**Try it:**
Wherever the word "LinuxHugepageLimit" turns up in a line of the entries, copy that line.

**Provided entries:**
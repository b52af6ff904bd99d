//! Cgroup 资源限制
//!
//! 每个数值字段都以 `Option` 保存，设置 0 与未设置是不同的状态。
//! 第一次写入某个控制器时才创建 `linux.resources` 及对应子树。

use runtime_spec::{
    LinuxBlockIo, LinuxCpu, LinuxDeviceCgroup, LinuxHugepageLimit, LinuxInterfacePriority,
    LinuxMemory, LinuxNetwork, LinuxThrottleDevice, LinuxWeightDevice,
};

use super::Generator;
use crate::error::{Error, ParseError, Result};

/// blkio 权重合法区间
pub const BLKIO_WEIGHT_RANGE: std::ops::RangeInclusive<u16> = 10..=1000;

/// 限速设备所在的列表
#[derive(Debug, Clone, Copy, PartialEq, Eq)]
pub enum Throttle {
    ReadBps,
    WriteBps,
    ReadIops,
    WriteIops,
}

/// 解析 `MAJOR:MINOR:VALUE`
pub fn parse_device_value(
    kind: &'static str,
    input: &str,
) -> std::result::Result<(i64, i64, u64), ParseError> {
    let parts: Vec<&str> = input.split(':').collect();
    if parts.len() != 3 {
        return Err(ParseError::malformed(kind, input, "expected MAJOR:MINOR:VALUE"));
    }
    let bad = |p: &str| ParseError::malformed(kind, input, format!("{:?} is not a number", p));
    Ok((
        parts[0].parse().map_err(|_| bad(parts[0]))?,
        parts[1].parse().map_err(|_| bad(parts[1]))?,
        parts[2].parse().map_err(|_| bad(parts[2]))?,
    ))
}

impl Generator {
    fn cpu_mut(&mut self) -> &mut LinuxCpu {
        self.resources_mut().cpu.get_or_insert_with(Default::default)
    }

    fn memory_mut(&mut self) -> &mut LinuxMemory {
        self.resources_mut()
            .memory
            .get_or_insert_with(Default::default)
    }

    fn block_io_mut(&mut self) -> &mut LinuxBlockIo {
        self.resources_mut()
            .block_io
            .get_or_insert_with(Default::default)
    }

    fn network_mut(&mut self) -> &mut LinuxNetwork {
        self.resources_mut()
            .network
            .get_or_insert_with(Default::default)
    }

    // ========================================================================
    // CPU
    // ========================================================================

    pub fn set_linux_resources_cpu_shares(&mut self, shares: u64) {
        self.cpu_mut().shares = Some(shares);
    }

    pub fn set_linux_resources_cpu_quota(&mut self, quota: i64) {
        self.cpu_mut().quota = Some(quota);
    }

    pub fn set_linux_resources_cpu_period(&mut self, period: u64) {
        self.cpu_mut().period = Some(period);
    }

    pub fn set_linux_resources_cpu_realtime_runtime(&mut self, runtime: i64) {
        self.cpu_mut().realtime_runtime = Some(runtime);
    }

    pub fn set_linux_resources_cpu_realtime_period(&mut self, period: u64) {
        self.cpu_mut().realtime_period = Some(period);
    }

    pub fn set_linux_resources_cpu_cpus(&mut self, cpus: &str) {
        self.cpu_mut().cpus = cpus.to_string();
    }

    pub fn set_linux_resources_cpu_mems(&mut self, mems: &str) {
        self.cpu_mut().mems = mems.to_string();
    }

    // ========================================================================
    // 内存
    // ========================================================================

    pub fn set_linux_resources_memory_limit(&mut self, limit: i64) {
        self.memory_mut().limit = Some(limit);
    }

    pub fn set_linux_resources_memory_reservation(&mut self, reservation: i64) {
        self.memory_mut().reservation = Some(reservation);
    }

    pub fn set_linux_resources_memory_swap(&mut self, swap: i64) {
        self.memory_mut().swap = Some(swap);
    }

    pub fn set_linux_resources_memory_kernel(&mut self, kernel: i64) {
        self.memory_mut().kernel = Some(kernel);
    }

    pub fn set_linux_resources_memory_kernel_tcp(&mut self, kernel_tcp: i64) {
        self.memory_mut().kernel_tcp = Some(kernel_tcp);
    }

    pub fn set_linux_resources_memory_swappiness(&mut self, swappiness: u64) -> Result<()> {
        if swappiness > 100 {
            return Err(self.reject(Error::invalid_state(format!(
                "swappiness {} out of range [0, 100]",
                swappiness
            ))));
        }
        self.memory_mut().swappiness = Some(swappiness);
        Ok(())
    }

    pub fn set_linux_resources_memory_disable_oom_killer(&mut self, disable: bool) {
        self.memory_mut().disable_oom_killer = Some(disable);
    }

    // ========================================================================
    // pids
    // ========================================================================

    pub fn set_linux_resources_pids_limit(&mut self, limit: i64) {
        self.resources_mut().pids = Some(runtime_spec::LinuxPids { limit });
    }

    // ========================================================================
    // blkio
    // ========================================================================

    fn check_blkio_weight(&self, what: &str, weight: Option<u16>) -> Result<()> {
        match weight {
            Some(w) if !BLKIO_WEIGHT_RANGE.contains(&w) => Err(self.reject(Error::invalid_state(
                format!("{} {} out of range [10, 1000]", what, w),
            ))),
            _ => Ok(()),
        }
    }

    pub fn set_linux_resources_blockio_weight(&mut self, weight: u16) -> Result<()> {
        self.check_blkio_weight("blkio weight", Some(weight))?;
        self.block_io_mut().weight = Some(weight);
        Ok(())
    }

    pub fn set_linux_resources_blockio_leaf_weight(&mut self, weight: u16) -> Result<()> {
        self.check_blkio_weight("blkio leaf weight", Some(weight))?;
        self.block_io_mut().leaf_weight = Some(weight);
        Ok(())
    }

    /// 设置设备权重，同一 `major:minor` 已存在时替换
    pub fn add_linux_resources_blockio_weight_device(
        &mut self,
        major: i64,
        minor: i64,
        weight: Option<u16>,
        leaf_weight: Option<u16>,
    ) -> Result<()> {
        self.check_blkio_weight("blkio weight", weight)?;
        self.check_blkio_weight("blkio leaf weight", leaf_weight)?;

        let device = LinuxWeightDevice {
            major,
            minor,
            weight,
            leaf_weight,
        };
        let devices = &mut self.block_io_mut().weight_device;
        match devices
            .iter_mut()
            .find(|d| d.major == major && d.minor == minor)
        {
            Some(existing) => *existing = device,
            None => devices.push(device),
        }
        Ok(())
    }

    pub fn drop_linux_resources_blockio_weight_device(&mut self, major: i64, minor: i64) {
        if let Some(bio) = self.block_io_opt() {
            bio.weight_device
                .retain(|d| !(d.major == major && d.minor == minor));
        }
    }

    /// 设置设备限速，同一 `major:minor` 已存在时替换
    pub fn add_linux_resources_blockio_throttle_device(
        &mut self,
        throttle: Throttle,
        major: i64,
        minor: i64,
        rate: u64,
    ) {
        let device = LinuxThrottleDevice { major, minor, rate };
        let devices = throttle_list(self.block_io_mut(), throttle);
        match devices
            .iter_mut()
            .find(|d| d.major == major && d.minor == minor)
        {
            Some(existing) => *existing = device,
            None => devices.push(device),
        }
    }

    pub fn drop_linux_resources_blockio_throttle_device(
        &mut self,
        throttle: Throttle,
        major: i64,
        minor: i64,
    ) {
        if let Some(bio) = self.block_io_opt() {
            throttle_list(bio, throttle).retain(|d| !(d.major == major && d.minor == minor));
        }
    }

    fn block_io_opt(&mut self) -> Option<&mut LinuxBlockIo> {
        self.spec
            .linux
            .as_mut()?
            .resources
            .as_mut()?
            .block_io
            .as_mut()
    }

    // ========================================================================
    // hugetlb
    // ========================================================================

    /// 设置大页限制，同一页大小已存在时替换
    pub fn add_linux_resources_hugepage_limit(
        &mut self,
        page_size: &str,
        limit: u64,
    ) -> Result<()> {
        if page_size.is_empty() {
            return Err(self.reject(ParseError::malformed(
                "hugepage limit",
                page_size,
                "empty page size",
            )));
        }

        let entry = LinuxHugepageLimit {
            page_size: page_size.to_string(),
            limit,
        };
        let limits = &mut self.resources_mut().hugepage_limits;
        match limits.iter_mut().find(|l| l.page_size == page_size) {
            Some(existing) => *existing = entry,
            None => limits.push(entry),
        }
        Ok(())
    }

    pub fn drop_linux_resources_hugepage_limit(&mut self, page_size: &str) {
        if let Some(res) = self.spec.linux.as_mut().and_then(|l| l.resources.as_mut()) {
            res.hugepage_limits.retain(|l| l.page_size != page_size);
        }
    }

    // ========================================================================
    // 网络
    // ========================================================================

    pub fn set_linux_resources_network_class_id(&mut self, class_id: u32) {
        self.network_mut().class_id = Some(class_id);
    }

    /// 设置网卡优先级，同名已存在时替换
    pub fn add_linux_resources_network_priority(
        &mut self,
        name: &str,
        priority: u32,
    ) -> Result<()> {
        if name.is_empty() {
            return Err(self.reject(ParseError::malformed(
                "network priority",
                name,
                "empty interface name",
            )));
        }

        let entry = LinuxInterfacePriority {
            name: name.to_string(),
            priority,
        };
        let priorities = &mut self.network_mut().priorities;
        match priorities.iter_mut().find(|p| p.name == name) {
            Some(existing) => *existing = entry,
            None => priorities.push(entry),
        }
        Ok(())
    }

    pub fn drop_linux_resources_network_priority(&mut self, name: &str) {
        if let Some(net) = self
            .spec
            .linux
            .as_mut()
            .and_then(|l| l.resources.as_mut())
            .and_then(|r| r.network.as_mut())
        {
            net.priorities.retain(|p| p.name != name);
        }
    }

    // ========================================================================
    // 设备 cgroup
    // ========================================================================

    /// 追加设备 cgroup 规则
    ///
    /// `typ` 为 `a`、`b`、`c` 之一，`access` 为 `rwm` 的子集。
    pub fn add_linux_resources_device(
        &mut self,
        allow: bool,
        typ: &str,
        major: Option<i64>,
        minor: Option<i64>,
        access: &str,
    ) -> Result<()> {
        if !matches!(typ, "a" | "b" | "c") {
            return Err(self.reject(ParseError::unrecognized("device cgroup type", typ)));
        }
        if access.is_empty() || !access.chars().all(|c| matches!(c, 'r' | 'w' | 'm')) {
            return Err(self.reject(ParseError::malformed(
                "device cgroup access",
                access,
                "expected a subset of rwm",
            )));
        }

        self.resources_mut().devices.push(LinuxDeviceCgroup {
            allow,
            typ: typ.to_string(),
            major,
            minor,
            access: access.to_string(),
        });
        Ok(())
    }

    pub fn clear_linux_resources_devices(&mut self) {
        if let Some(res) = self.spec.linux.as_mut().and_then(|l| l.resources.as_mut()) {
            res.devices.clear();
        }
    }
}

fn throttle_list(bio: &mut LinuxBlockIo, throttle: Throttle) -> &mut Vec<LinuxThrottleDevice> {
    match throttle {
        Throttle::ReadBps => &mut bio.throttle_read_bps_device,
        Throttle::WriteBps => &mut bio.throttle_write_bps_device,
        Throttle::ReadIops => &mut bio.throttle_read_iops_device,
        Throttle::WriteIops => &mut bio.throttle_write_iops_device,
    }
}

**Exercise output:**
    LinuxBlockIo, LinuxCpu, LinuxDeviceCgroup, LinuxHugepageLimit, LinuxInterfacePriority,
        let entry = LinuxHugepageLimit {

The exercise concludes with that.